Identify the host from the error message and ssh into the host by running the ssh <hostname> command.
Navigate to the agent directory by running the cd /var/log/cloudera-scm-agent command.
Find the following pattern in agent log file(s) Exception: Untar failed with return code: 2, with tar output: stdout: [b''], stderr: [b'\ngzip: stdin: invalid compressed data--format violated\ntar: Unexpected EOF in archive\ntar: Unexpected EOF in archive\ntar: Error is not recoverable: exiting now\n'].

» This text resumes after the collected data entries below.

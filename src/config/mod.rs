//! Configuration module for the prediction service.

use crate::error::{PredictError, Result};
use serde::{Deserialize, Serialize};
use std::net::SocketAddr;
use std::path::{Path, PathBuf};
use std::time::Duration;

/// Port used when neither the config file nor the environment sets one.
pub const DEFAULT_PORT: u16 = 5000;

/// Database file used when none is configured.
pub const DEFAULT_DATABASE_FILE: &str = "predictions.db";

/// Model artifact used when none is configured.
pub const DEFAULT_MODEL_FILE: &str = "breast_cancer_model.json";

/// Main configuration for the service.
#[derive(Debug, Clone, Default, Serialize, Deserialize)]
pub struct PredictorConfig {
    /// HTTP server configuration.
    #[serde(default)]
    pub server: ServerConfig,
    /// Storage configuration.
    #[serde(default)]
    pub storage: StorageConfig,
    /// Model configuration.
    #[serde(default)]
    pub model: ModelConfig,
    /// Observability configuration.
    #[serde(default)]
    pub observability: ObservabilityConfig,
}

impl PredictorConfig {
    /// Load configuration from a file.
    pub fn from_file(path: &Path) -> Result<Self> {
        let content = std::fs::read_to_string(path).map_err(|e| {
            PredictError::Config(format!("Failed to read config file: {}", e))
        })?;

        let config: Self = serde_json::from_str(&content).map_err(|e| {
            PredictError::Config(format!("Failed to parse config: {}", e))
        })?;

        config.validate()?;
        Ok(config)
    }

    /// Validate configuration.
    pub fn validate(&self) -> Result<()> {
        if self.server.bind_addr.port() == 0 {
            return Err(PredictError::InvalidConfig {
                field: "server.bind_addr".to_string(),
                reason: "Port must be non-zero".to_string(),
            });
        }

        if self.storage.database_path.as_os_str().is_empty() {
            return Err(PredictError::InvalidConfig {
                field: "storage.database_path".to_string(),
                reason: "Database path must not be empty".to_string(),
            });
        }

        if self.model.artifact_path.as_os_str().is_empty() {
            return Err(PredictError::InvalidConfig {
                field: "model.artifact_path".to_string(),
                reason: "Artifact path must not be empty".to_string(),
            });
        }

        if self.observability.metrics_enabled
            && self.observability.metrics_addr == self.server.bind_addr
        {
            return Err(PredictError::InvalidConfig {
                field: "observability.metrics_addr".to_string(),
                reason: "Metrics address must differ from the server address".to_string(),
            });
        }

        Ok(())
    }

    /// Create a local development configuration.
    pub fn development() -> Self {
        Self {
            server: ServerConfig {
                bind_addr: SocketAddr::from(([127, 0, 0, 1], DEFAULT_PORT)),
            },
            storage: StorageConfig::default(),
            model: ModelConfig::default(),
            observability: ObservabilityConfig {
                log_level: "debug".to_string(),
                ..ObservabilityConfig::default()
            },
        }
    }

    /// Override the port of the bind address.
    pub fn with_port(mut self, port: u16) -> Self {
        self.server.bind_addr.set_port(port);
        self
    }
}

/// HTTP server configuration.
#[derive(Debug, Clone, Serialize, Deserialize)]
#[serde(default)]
pub struct ServerConfig {
    /// Address to bind the web service.
    pub bind_addr: SocketAddr,
}

impl Default for ServerConfig {
    fn default() -> Self {
        Self {
            bind_addr: SocketAddr::from(([0, 0, 0, 0], DEFAULT_PORT)),
        }
    }
}

/// Storage configuration.
#[derive(Debug, Clone, Serialize, Deserialize)]
#[serde(default)]
pub struct StorageConfig {
    /// SQLite database file.
    pub database_path: PathBuf,
    /// How long a connection waits on a locked database.
    #[serde(with = "humantime_serde", default = "default_busy_timeout")]
    pub busy_timeout: Duration,
}

fn default_busy_timeout() -> Duration {
    Duration::from_secs(5)
}

impl Default for StorageConfig {
    fn default() -> Self {
        Self {
            database_path: PathBuf::from(DEFAULT_DATABASE_FILE),
            busy_timeout: default_busy_timeout(),
        }
    }
}

/// Model configuration.
#[derive(Debug, Clone, Serialize, Deserialize)]
#[serde(default)]
pub struct ModelConfig {
    /// Serialized classifier (optionally bundled with a scaler).
    pub artifact_path: PathBuf,
}

impl Default for ModelConfig {
    fn default() -> Self {
        Self {
            artifact_path: PathBuf::from(DEFAULT_MODEL_FILE),
        }
    }
}

/// Observability configuration.
#[derive(Debug, Clone, Serialize, Deserialize)]
#[serde(default)]
pub struct ObservabilityConfig {
    /// Log level.
    pub log_level: String,
    /// Enable JSON logging.
    pub json_logs: bool,
    /// Enable Prometheus metrics.
    pub metrics_enabled: bool,
    /// Metrics bind address.
    pub metrics_addr: SocketAddr,
}

impl Default for ObservabilityConfig {
    fn default() -> Self {
        Self {
            log_level: "info".to_string(),
            json_logs: false,
            metrics_enabled: false,
            metrics_addr: SocketAddr::from(([0, 0, 0, 0], 9090)),
        }
    }
}

/// Serde helper for Duration using humantime format.
pub mod humantime_serde {
    use serde::{self, Deserialize, Deserializer, Serializer};
    use std::time::Duration;

    pub fn serialize<S>(duration: &Duration, serializer: S) -> Result<S::Ok, S::Error>
    where
        S: Serializer,
    {
        serializer.serialize_str(&format!("{}ms", duration.as_millis()))
    }

    pub fn deserialize<'de, D>(deserializer: D) -> Result<Duration, D::Error>
    where
        D: Deserializer<'de>,
    {
        let s = String::deserialize(deserializer)?;
        parse_duration(&s).map_err(serde::de::Error::custom)
    }

    pub(crate) fn parse_duration(s: &str) -> Result<Duration, String> {
        let s = s.trim();
        if let Some(ms) = s.strip_suffix("ms") {
            ms.parse::<u64>()
                .map(Duration::from_millis)
                .map_err(|e| e.to_string())
        } else if let Some(s_val) = s.strip_suffix('s') {
            s_val
                .parse::<u64>()
                .map(Duration::from_secs)
                .map_err(|e| e.to_string())
        } else if let Some(m) = s.strip_suffix('m') {
            m.parse::<u64>()
                .map(|v| Duration::from_secs(v * 60))
                .map_err(|e| e.to_string())
        } else {
            s.parse::<u64>()
                .map(Duration::from_millis)
                .map_err(|e| e.to_string())
        }
    }
}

If the above exception appears, you must restart the agent on that host by running the command systemctl restart cloudera-scm-agent. After restarting the agent, the parcel distribution must be successful.
After the parcel distribution is successful, click resume to continue with the upgrade.

OPSAPS-67929: While upgrading from CDP Private Cloud Base 7.1.7 SP2 to CDP Private Cloud Base 7.1.9 version and if there is an upgrade failure in the middle of the process, the Resume option is not available.: You must reach out to Cloudera Support.

HBase🔗

CDPD-58755: In a small cluster (for example, five RegionServer or DataNodes or lesser), HBase tests fail intermittently because there are not enough data nodes to failover.: Error Message: INFO:cm_server.py:2943:Final list of failed state checks: Health check: HBASE_REGION_SERVERS_HEALTHY failed on HBASE-1 with status BAD, HBASE-1-REGIONSERVER-f3a7628ea499295abb44816cddf04854 (3c605548-280d-4e59-8425-e623ee070a54) has undesired health: BAD from failed check(s): REGION_SERVER_MASTER_CONNECTIVITY: BAD, REGION_SERVER_SCM_HEALTH: BAD; Add the following configurations using Cloudera Manager to alleviate this issue.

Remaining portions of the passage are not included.